Considere aspargos, uma cultura particularmente trabalhosa. Apenas 4.000 acres foram colhidos em todo o estado em 2020, abaixo dos 37.000 duas décadas antes. O salário mínimo estadual de US$ 15, somado à nova exigência de pagamento de horas extras após 40 horas semanais, está diminuindo ainda mais depois que os produtores do estado mexicano de Sinaloa – onde os trabalhadores ganham cerca de US$ 330 por mês – aumentaram a área de espargos quase três vezes em relação a 15. anos, para 47.000 acres em 2020.
Os trabalhadores do H-2A não ajudarão a afastar os aspargos mexicanos mais baratos. Eles são ainda mais caros do que os trabalhadores locais, cerca de metade dos quais são imigrantes de ondas anteriores que ganharam status legal; cerca de um terço estão em situação irregular. E o capital não está correndo para automatizar a colheita.
“Não há unicórnios lá”, disse Neill Callis, que administra o galpão de embalagem de aspargos na Turlock Fruit Company, que cultiva cerca de 300 acres de aspargos no vale de San Joaquin, a leste de Salinas. “Você não pode seduzir um VC com a oportunidade de resolver um problema de US$ 2 por caixa para 50 milhões de caixas”, disse ele.
Embora Turlock tenha automatizado onde pode, introduzindo uma máquina alemã para separar, aparar e agrupar as lanças no galpão de embalagem, a colheita ainda é feita à mão – trabalhadores curvados sobem pelas fileiras esfaqueando as lanças com uma faca de 18 polegadas de comprimento .
Atualmente, disse Callis, Turlock está se apegando à plantação de aspargos principalmente para garantir sua oferta de mão de obra.
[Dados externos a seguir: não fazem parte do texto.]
//! Application state: the router outlet, history, and fetch results.
//!
//! Fetches run on spawned tasks and report back through `message_tx`; the
//! event loop feeds each [`AppMessage`] into [`App::handle_message`].

mod address_bar;
mod handlers;
mod messages;
mod navigation;
mod pages;

pub use address_bar::AddressBar;
pub use messages::AppMessage;
pub use pages::{summary_links, DetailPage, Link, ListPage, MountedPage, PageView};

use std::sync::Arc;

use tokio::sync::mpsc;

use crate::api::StarshipApi;
use crate::error::FetchError;
use crate::fetch::{FetchHandle, FetchState, MountId};
use crate::router::{History, Route};
use crate::traits::DiagnosticSink;

pub struct App {
    api: StarshipApi,
    diagnostics: Arc<dyn DiagnosticSink>,
    pub history: History,
    pub page: MountedPage,
    pub address_bar: AddressBar,
    last_mount: MountId,
    pub message_tx: mpsc::UnboundedSender<AppMessage>,
    /// Taken by the event loop
    pub message_rx: Option<mpsc::UnboundedReceiver<AppMessage>>,
    pub should_quit: bool,
    pub needs_redraw: bool,
    pub tick_count: u64,
}

impl std::fmt::Debug for App {
    fn fmt(&self, f: &mut std::fmt::Formatter<'_>) -> std::fmt::Result {
        f.debug_struct("App")
            .field("api", &self.api)
            .field("history", &self.history)
            .field("page", &self.page)
            .finish_non_exhaustive()
    }
}

impl App {
    /// Create the app and mount the page for `initial_path`.
    ///
    /// Must be called inside a tokio runtime: mounting a data page spawns
    /// its fetch.
    pub fn new(api: StarshipApi, diagnostics: Arc<dyn DiagnosticSink>, initial_path: &str) -> Self {
        let (message_tx, message_rx) = mpsc::unbounded_channel();
        let history = History::new(initial_path);
        let route = Route::parse(history.current());

        let mut app = Self {
            api,
            diagnostics,
            history,
            page: MountedPage {
                route: Route::Main,
                mount_id: MountId::default(),
                view: PageView::Main,
                fetch: None,
            },
            address_bar: AddressBar::default(),
            last_mount: MountId::default(),
            message_tx,
            message_rx: Some(message_rx),
            should_quit: false,
            needs_redraw: true,
            tick_count: 0,
        };
        app.mount(route);
        app
    }

    pub fn api(&self) -> &StarshipApi {
        &self.api
    }

    pub fn route(&self) -> &Route {
        &self.page.route
    }

    pub fn current_path(&self) -> &str {
        self.history.current()
    }

    pub fn mark_dirty(&mut self) {
        self.needs_redraw = true;
    }

    pub fn tick(&mut self) {
        self.tick_count = self.tick_count.wrapping_add(1);
        // keep the loading spinner moving
        if self.page.view.is_loading() {
            self.needs_redraw = true;
        }
    }

    pub fn quit(&mut self) {
        self.should_quit = true;
    }

    /// Replace the mounted page with a fresh one for `route`.
    ///
    /// The previous page is dropped first, aborting its fetch if it has not
    /// finished.
    pub(crate) fn mount(&mut self, route: Route) {
        self.last_mount = self.last_mount.next();
        let mount_id = self.last_mount;

        let (view, fetch) = match &route {
            Route::Main => (PageView::Main, None),
            Route::NotFound(path) => (PageView::NotFound(path.clone()), None),
            Route::List => {
                let api = self.api.clone();
                let tx = self.message_tx.clone();
                let fetch = FetchHandle::spawn(mount_id, async move {
                    let result = api.list_starships().await;
                    let _ = tx.send(AppMessage::StarshipsFetched { mount_id, result });
                });
                (PageView::List(ListPage::default()), Some(fetch))
            }
            Route::Detail(id) => {
                let api = self.api.clone();
                let tx = self.message_tx.clone();
                let ship_id = id.clone();
                let fetch = FetchHandle::spawn(mount_id, async move {
                    let result = api.get_starship(&ship_id).await;
                    let _ = tx.send(AppMessage::StarshipFetched { mount_id, result });
                });
                (PageView::Detail(DetailPage::new(id.clone())), Some(fetch))
            }
        };

        tracing::info!("mount {} {} ({})", mount_id, route, view.name());
        self.page = MountedPage {
            route,
            mount_id,
            view,
            fetch,
        };
        self.needs_redraw = true;
    }

    /// Apply a fetch result. Returns whether the mounted page changed.
    ///
    /// Results for a page that has since been unmounted are discarded
    /// without touching the diagnostic sink.
    pub fn handle_message(&mut self, message: AppMessage) -> bool {
        if message.mount_id() != self.page.mount_id {
            tracing::debug!(
                "discarding result for unmounted page {} (current {})",
                message.mount_id(),
                self.page.mount_id
            );
            return false;
        }

        let applied = match (message, &mut self.page.view) {
            (AppMessage::StarshipFetched { result, .. }, PageView::Detail(page)) => {
                if let Err(err) = &result {
                    report_failure(self.diagnostics.as_ref(), err);
                }
                page.state = result.into();
                true
            }
            (AppMessage::StarshipsFetched { result, .. }, PageView::List(page)) => {
                match result {
                    Ok(listing) => {
                        page.total = listing.count;
                        page.selected = 0;
                        page.state = FetchState::Loaded(listing.results);
                    }
                    Err(err) => {
                        report_failure(self.diagnostics.as_ref(), &err);
                        page.state = FetchState::Failed(err);
                    }
                }
                true
            }
            (message, view) => {
                tracing::warn!(
                    "result {:?} does not match mounted {} page",
                    message.mount_id(),
                    view.name()
                );
                false
            }
        };

        if applied {
            self.page.fetch = None;
            self.needs_redraw = true;
        }
        applied
    }
}

fn report_failure(diagnostics: &dyn DiagnosticSink, err: &FetchError) {
    let kind = if err.is_parse() { "parse" } else { "network" };
    diagnostics.error(&format!("{} failure: {}", kind, err));
}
Fornecer empregos durante a colheita de aspargos de fevereiro a maio ajuda a fazenda a manter seus trabalhadores regulares – 240 no campo e cerca de 180 no galpão que é co-proprietário de outra fazenda – para a colheita de verão crítica de 3.500 acres de melão.
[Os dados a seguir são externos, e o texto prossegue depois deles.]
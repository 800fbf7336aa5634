use super::route::normalize_path;

/// Back/forward stack of visited paths.
///
/// Pushing a new path discards anything ahead of the cursor, the same way a
/// browser drops its forward list after a fresh navigation.
#[derive(Debug, Clone, PartialEq, Eq)]
pub struct History {
    entries: Vec<String>,
    cursor: usize,
}

impl History {
    pub fn new(initial: &str) -> Self {
        Self {
            entries: vec![normalize_path(initial)],
            cursor: 0,
        }
    }

    pub fn current(&self) -> &str {
        &self.entries[self.cursor]
    }

    /// Record a navigation. Pushing the current path again is a no-op.
    /// Returns whether a new entry was added.
    pub fn push(&mut self, path: &str) -> bool {
        let path = normalize_path(path);
        if path == self.current() {
            return false;
        }
        self.entries.truncate(self.cursor + 1);
        self.entries.push(path);
        self.cursor += 1;
        true
    }

    pub fn back(&mut self) -> Option<&str> {
        if !self.can_go_back() {
            return None;
        }
        self.cursor -= 1;
        Some(self.current())
    }

    pub fn forward(&mut self) -> Option<&str> {
        if !self.can_go_forward() {
            return None;
        }
        self.cursor += 1;
        Some(self.current())
    }

    pub fn can_go_back(&self) -> bool {
        self.cursor > 0
    }

    pub fn can_go_forward(&self) -> bool {
        self.cursor + 1 < self.entries.len()
    }

    pub fn len(&self) -> usize {
        self.entries.len()
    }

    pub fn is_empty(&self) -> bool {
        self.entries.is_empty()
    }
}

impl Default for History {
    fn default() -> Self {
        Self::new("/")
    }
}

#[cfg(test)]
mod tests {
    use super::*;

    #[test]
    fn test_new_normalizes() {
        let history = History::new("ships/");
        assert_eq!(history.current(), "/ships");
        assert!(!history.can_go_back());
        assert!(!history.can_go_forward());
    }

    #[test]
    fn test_push_back_forward() {
        let mut history = History::default();
        assert!(history.push("/ships"));
        assert!(history.push("/ships/9"));
        assert_eq!(history.len(), 3);

        assert_eq!(history.back(), Some("/ships"));
        assert_eq!(history.back(), Some("/"));
        assert_eq!(history.back(), None);
        assert_eq!(history.forward(), Some("/ships"));
        assert_eq!(history.current(), "/ships");
    }

    #[test]
    fn test_push_truncates_forward_entries() {
        let mut history = History::default();
        history.push("/ships");
        history.push("/ships/9");
        history.back();
        history.push("/bogus");

        assert_eq!(history.current(), "/bogus");
        assert!(!history.can_go_forward());
        assert_eq!(history.len(), 3);
    }

    #[test]
    fn test_push_same_path_is_noop() {
        let mut history = History::default();
        assert!(history.push("/ships"));
        assert!(!history.push("/ships/"));
        assert_eq!(history.len(), 2);
    }
}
Perder sua fonte de trabalhadores imigrantes ilegais baratos mudará a Califórnia. Outros empregadores que dependem fortemente de mão de obra barata – como construtores, paisagistas, restaurantes e hotéis – terão que se ajustar.
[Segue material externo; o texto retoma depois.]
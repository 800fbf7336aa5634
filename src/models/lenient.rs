//! Deserializers that accept whatever scalar shape the API hands back.
//!
//! The upstream record is not validated; a field that arrives as a number
//! or boolean is displayed the same way a string would be.

use serde::{Deserialize, Deserializer};
use serde_json::Value;

fn value_to_text(value: Value) -> Option<String> {
    match value {
        Value::Null => None,
        Value::String(s) => Some(s),
        Value::Number(n) => Some(n.to_string()),
        Value::Bool(b) => Some(b.to_string()),
        other => Some(other.to_string()),
    }
}

/// `null`, string, number, or bool into `Option<String>`.
pub fn text<'de, D>(deserializer: D) -> Result<Option<String>, D::Error>
where
    D: Deserializer<'de>,
{
    let value = Option::<Value>::deserialize(deserializer)?;
    Ok(value.and_then(value_to_text))
}

/// `null` or an array of anything into `Option<Vec<String>>`.
///
/// Only the length of the reference list is displayed, so each element is
/// kept as text regardless of its JSON type.
pub fn text_list<'de, D>(deserializer: D) -> Result<Option<Vec<String>>, D::Error>
where
    D: Deserializer<'de>,
{
    let value = Option::<Vec<Value>>::deserialize(deserializer)?;
    Ok(value.map(|items| {
        items
            .into_iter()
            .map(|item| value_to_text(item).unwrap_or_default())
            .collect()
    }))
}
Paradoxalmente, as mudanças que ocorrem nos campos da Califórnia parecem ameaçar a força de trabalho local indocumentada em que os agricultores antes dependiam. Ancelmo Zamudio, de Chilapa, no estado mexicano de Guerrero, e José Luis Hernández, de Ejutla, em Oaxaca, cruzaram para os Estados Unidos quando mal eram adolescentes, há mais de 15 anos. Agora eles vivem em Stockton, trabalhando principalmente nos vinhedos em Lodi e Napa.
Eles estavam construindo uma vida nos Estados Unidos. Eles trouxeram suas esposas com eles; teve filhos; esperava que eles pudessem legalizar seu status de alguma forma, talvez por meio de outra tentativa de reforma da imigração como a de 1986.
As coisas para eles parecem decididamente mais nebulosas. “Costumávamos podar as folhas da videira com as mãos, mas eles trouxeram os robôs no ano passado”, reclamou Zamudio. “Disseram que era porque não havia pessoas.”
Hernández reclama dos trabalhadores do H-2A, que ganham mais, mesmo tendo menos experiência, e não precisam pagar aluguel ou sustentar uma família. Ele se preocupa com o aumento dos aluguéis – impulsionados pelos recém-chegados da Bay Area. A regra que obriga os agricultores a pagar horas extras após 40 horas de trabalho por semana está lhe custando dinheiro, ele reclama, porque os agricultores reduziram as horas extras e reduziram sua semana de trabalho de seis para cinco.
Ele se preocupa com o futuro. “Me assusta que eles venham com H-2As e também com robôs”, disse ele. “Isso vai nos derrubar.”